The Society #MakingPeopleBetter Newsletter

Welcome, Brothers and Sisters of the SFMPB. We have a NEW RULE to share!

But first... notice how we addressed you as Brothers and Sisters? Yes, it was absolutely intentional. It was one of the last decisions made by Rajah Bill before he quit calling himself Rajah Bill. Oh my, he struggled so gallantly to find another, more appropriate, title for himself, it was hard to watch sometimes. He would lock himself in his office—or as his wife calls it, "our bathroom"—for hours it seemed, then come out and ask, oh-so plaintively, "Hon, what do you think of Viceroy Bill?" And Mrs. Rajah Bill would look at him in that funny, sweet, I-wonder-if-it's-too-late-to-have-this-annulled look, and say, "No Dear. That makes you sound like an idiot."

The same thing, over and over. "Commodore Bill?" "Regent Bill?" "Cardinal Bill?" "His Excellence Bill?" "Founding Father Bill?" And each time, Mrs. Rajah Bill would shake her head and say, "No Dear. That makes you sound like an idiot." (Except for that once, when she said, "Then I would be Mrs. Founding Father Bill, which makes me sound like an idiot.")

Finally, it came to him. "Brother Bill." PERFECT! It has all the egalitarian sobriety and subdued respect anyone could ask for. And, as Brother Bill soon realized, if he addresses all SFMPBers the same way, as "Brothers," the Society has taken a giant leap forward in it's goal to MAKE PEOPLE BETTER!

(Incidentally, it was Mrs. Brother Bill who suggested that female SFMPBers should be addressed as "Sisters.")

Now, onto that NEW RULE!


But first... notice how our new THE FLUTTER! subtitle has one of those newfangled "hashtag" jobbies in it? Brother Bill has decided that, since he doesn't do Tweets, or Insta-Gripe, Facing Books, Selfies or any of those things, perhaps he had better do something "hep" if he wants to keep the younger SFMPB members satisfied. In doing so, though, he has run nose first into a dilemma.
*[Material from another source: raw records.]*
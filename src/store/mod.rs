//! Volatile in-memory stores.
//!
//! State is process-lifetime only; durability is an explicit non-goal. Both
//! stores are plain service objects owned by the router state and shared via
//! `Arc` — no statics. Locks guard short, await-free critical sections.

pub mod features;
pub mod items;

pub use features::{Feature, FeatureCreate, FeatureStore, VoteRequest};
pub use items::{Item, ItemStore};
You see, at the same time he was revamping the subtitle (The Society #MakingPeopleBetter Newsletter), he was also revamping the main title with the intention of shortening the issue number even further. He decided to use the universal symbol for "number," which is "#." And as he was surveying the changes he had made to the new THE FLUTTER! design, he couldn't help but notice that "#" (for "hashtag") and "#" (for "number") looked an awfully lot alike.

The very next day, Brother Bill was on the telephone, speaking with one of those nice computerized ladies, when she said, "If you wish to speak to one of our associates, please hit pound." Finding no such word on his telephone buttons, he hit them all until something worked. It was only after he'd hung up that he noticed the button that worked, the so-called "pound" button, had a "#" on it.

My goodness, you can't imagine how confused Brother Bill felt. He started to examine his past experience for any clues that might explain how "#" could mean so many things. To further complicate matters, he remembered from his music-playing days that in musical scores, whenever the composer intends for a note to be played a half-step higher, he puts a "#" in front of it. Indeed, there can be as many as seven "#"s clustered together on a musical staff like guppies in a pond. WHAT IS HAPPENING HERE!?

And what does it all have to do with that insidious "children's" game, Tic-Tac-Toe?

Unwittingly, Brother Bill may have stumbled onto something big. And let us pray it doesn't have anything to do with Satanism, the Rosicrucians, the Shriners or the NSA.

Now, onto that NEW RULE!


It has been months since we've added a new rule to our Official Society For Making People Better Rule Book, and Brother Bill apologizes for that. He knows as well as anyone that a list of rules must follow the same dictum that controls cellular reproduction, political parties and mushrooms: GROW, OR DIE!

Yet for some time, your Brother Bill has felt like he was making up rules rather willy-nilly. In fact, he is rather embarrassed by more than one of the rules he has added to the Rule Book.

However, at long last, not only has Brother Bill thought of a new rule, but it's a "good 'un," as they might say in those sections of the country where people seem to have lost the use of their lips as an element in proper pronunciation. This rule has a broad application for people around the globe, and we are convinced if it were applied thoughtfully, it would not only make a great many people better people, but it would make this a better world to live in.

Without further ado, here is our dear Society #MakingPeopleBetter's NEW RULE: Rule 18: If you chose to reject sound, scientific evidence in some fields, you cannot take advantage of sound, scientific results from other fields.

Tragically, your Brother Bill has used up all the room in which he intended to explain his new rule and why he thought of it. Perhaps in a future THE FLUTTER!, we can finish what we started. Until then... TOODLE-OO!